Il 30° lungometraggio di Eastwood regista mette in scena la crisi esistenziale di un uomo e il suo tragico, tormentato rapporto con la propria anima, evidenziando i demoni di quella che è forse la componente americana più intrisa di sangue in assoluto: l’orgoglio. E’ l’orgoglio di essere un americano che spinge Walt Kowalski a rannicchiarsi nel suo habitat, insultando ed inveendo contro qualsiasi individuo che non gli appartenga. La sua, infatti, è una guerra ancora aperta; una ferita che non vuole rimarginarsi neanche quando, in prossimità della vecchiaia, la sua vita non ha ancora un significato e il suo mondo si riduce ai confini di un prato ben curato ma deserto.
Illuminato splendidamente dalla fotografia di Tom Stern, si respira l’aria di una felicità soffocata nel film, in bilico tra la speranza di un futuro migliore e la rassegnazione al proprio stile di vita.
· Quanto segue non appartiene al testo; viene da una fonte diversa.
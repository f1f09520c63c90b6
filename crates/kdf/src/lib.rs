//! HKDF-SHA256 key schedule: one extract, three expands.
//!
//! The transcript hash accumulated over the handshake messages salts the
//! extract step, binding the derived keys to exactly that handshake. Three
//! independent expands (distinct `info` labels) then produce the
//! client-to-server key, the server-to-client key, and the 8-byte session
//! ID — never reusing one expand's output as another's input.

use hkdf::Hkdf;
use sha2::Sha256;
use thiserror::Error;
use zeroize::{Zeroize, ZeroizeOnDrop};

pub const AEAD_KEY_LEN: usize = 32;
pub const SESSION_ID_LEN: usize = 8;

const INFO_PREFIX: &str = "pqc-proxy v1|";
const INFO_SUFFIX_C2S: &str = "|c2s";
const INFO_SUFFIX_S2C: &str = "|s2c";
const INFO_SUFFIX_SESSION_ID: &str = "|sid";

#[derive(Debug, Error)]
pub enum KdfError {
    #[error("HKDF expand failed for label {0}")]
    ExpandFailed(&'static str),
}

/// Epoch key material. Zeroized on drop; never implements `Debug`/`Clone`
/// so it cannot accidentally end up in a log line or a second live copy.
#[derive(ZeroizeOnDrop)]
pub struct EpochKeys {
    pub client_send_key: [u8; AEAD_KEY_LEN],
    pub server_send_key: [u8; AEAD_KEY_LEN],
    #[zeroize(skip)]
    pub session_id: [u8; SESSION_ID_LEN],
}

/// Derive a fresh `EpochKeys` from the KEM shared secret and the
/// accumulated transcript hash, tagged with the negotiated suite's ID so
/// two different suites never collide on key material even given the same
/// shared secret (which cannot happen, but the tag costs nothing).
pub fn derive(shared_secret: &[u8], transcript_hash: &[u8], suite_tag: &str) -> Result<EpochKeys, KdfError> {
    let hk = Hkdf::<Sha256>::new(Some(transcript_hash), shared_secret);

    let mut client_send_key = [0u8; AEAD_KEY_LEN];
    let c2s_info = labeled_info(suite_tag, INFO_SUFFIX_C2S);
    hk.expand(&c2s_info, &mut client_send_key)
        .map_err(|_| KdfError::ExpandFailed("c2s"))?;

    let mut server_send_key = [0u8; AEAD_KEY_LEN];
    let s2c_info = labeled_info(suite_tag, INFO_SUFFIX_S2C);
    hk.expand(&s2c_info, &mut server_send_key)
        .map_err(|_| KdfError::ExpandFailed("s2c"))?;

    let mut session_id = [0u8; SESSION_ID_LEN];
    let sid_info = labeled_info(suite_tag, INFO_SUFFIX_SESSION_ID);
    hk.expand(&sid_info, &mut session_id)
        .map_err(|_| KdfError::ExpandFailed("session_id"))?;

    Ok(EpochKeys { client_send_key, server_send_key, session_id })
}

/// `"pqc-proxy v1|" + suite_tag + suffix`, e.g. `|c2s`/`|s2c`/`|sid`.
fn labeled_info(suite_tag: &str, suffix: &str) -> Vec<u8> {
    let mut info = String::with_capacity(INFO_PREFIX.len() + suite_tag.len() + suffix.len());
    info.push_str(INFO_PREFIX);
    info.push_str(suite_tag);
    info.push_str(suffix);
    info.into_bytes()
}

#[cfg(test)]
mod tests {
    use super::*;

    #[test]
    fn derivation_is_deterministic() {
        let secret = [7u8; 32];
        let transcript = [9u8; 32];
        let a = derive(&secret, &transcript, "cs-mlkem768-aesgcm-mldsa65").unwrap();
        let b = derive(&secret, &transcript, "cs-mlkem768-aesgcm-mldsa65").unwrap();
        assert_eq!(a.client_send_key, b.client_send_key);
        assert_eq!(a.server_send_key, b.server_send_key);
        assert_eq!(a.session_id, b.session_id);
    }

    #[test]
    fn client_and_server_keys_differ() {
        let secret = [1u8; 32];
        let transcript = [2u8; 32];
        let k = derive(&secret, &transcript, "cs-mlkem512-aesgcm-mldsa44").unwrap();
        assert_ne!(k.client_send_key, k.server_send_key);
    }

    #[test]
    fn different_transcripts_produce_different_keys() {
        let secret = [3u8; 32];
        let k1 = derive(&secret, &[1u8; 32], "cs-mlkem512-aesgcm-mldsa44").unwrap();
        let k2 = derive(&secret, &[2u8; 32], "cs-mlkem512-aesgcm-mldsa44").unwrap();
        assert_ne!(k1.client_send_key, k2.client_send_key);
    }

    #[test]
    fn different_suite_tags_produce_different_keys() {
        let secret = [4u8; 32];
        let transcript = [5u8; 32];
        let k1 = derive(&secret, &transcript, "cs-mlkem512-aesgcm-mldsa44").unwrap();
        let k2 = derive(&secret, &transcript, "cs-mlkem512-chacha20poly1305-mldsa44").unwrap();
        assert_ne!(k1.client_send_key, k2.client_send_key);
    }
}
Ancora una volta nei film del regista americano, è il passato a condizionare la vita di un uomo e le sue azioni. E’, infatti, sotto le mentite spoglie di un thriller, un’amara parabola sull’America di ieri, animata da tribolazioni, dalla cui bandiera gronda ancora del sangue, e su quella di oggi, spiazzata e annichilita dal sangue di ieri, il cui futuro è ancora incerto, costantemente sull’orlo di un insondabile abisso. In questo film dove l’America è composta da tutti (polacchi, italiani, asiatici), si dà l’idea di una nazione dal cuore di tenebra contaminato da più razze, tradizioni, ideologie.
Attraverso lo sguardo disincantato del protagonista, Eastwood costruisce, grazie al funzionale apporto di una semplice, asciutta, spoglia eppur efficace struttura stilistico-narrativa, un film ricco di simmetrie e antinomie, tutte rivolte verso la riuscita caratterizzazione di un mondo alla deriva, senza una vera e propria guida morale che ne stabilisca i toni e il carattere, instaurando la consapevolezza di abitare in un universo dominato dall’odio e dal dolore.
Sorretto da un tono sarcastico, dissacrante e blasfemo nella sua pacata furia ribelle, opta per certi codici filmici classici e moderni al tempo stesso, frutto di un’esperienza registica qui portata ad un livello di veterana abilità, capace di integrare perfettamente il genere del thriller americano con l’approfondimento psicologico dei personaggi. Eastwood non altera il suo inconfondibile stile; con il suo ritmo disteso, l’affetto per i personaggi, la complessa semplicità, lascia allo spettatore il tempo e lo “spazio” di commuoversi, arrabbiarsi, rifiutare e immaginare; ne cava, così, un dramma di dolente intensità e risalto figurativo, che adotta, sotto la duplice insegna di vita e morte, una stratificata poetica dei contrasti che trova il suo apice nel memorabile finale. Racconto di formazione o tragedia morale? Forse tutti e due.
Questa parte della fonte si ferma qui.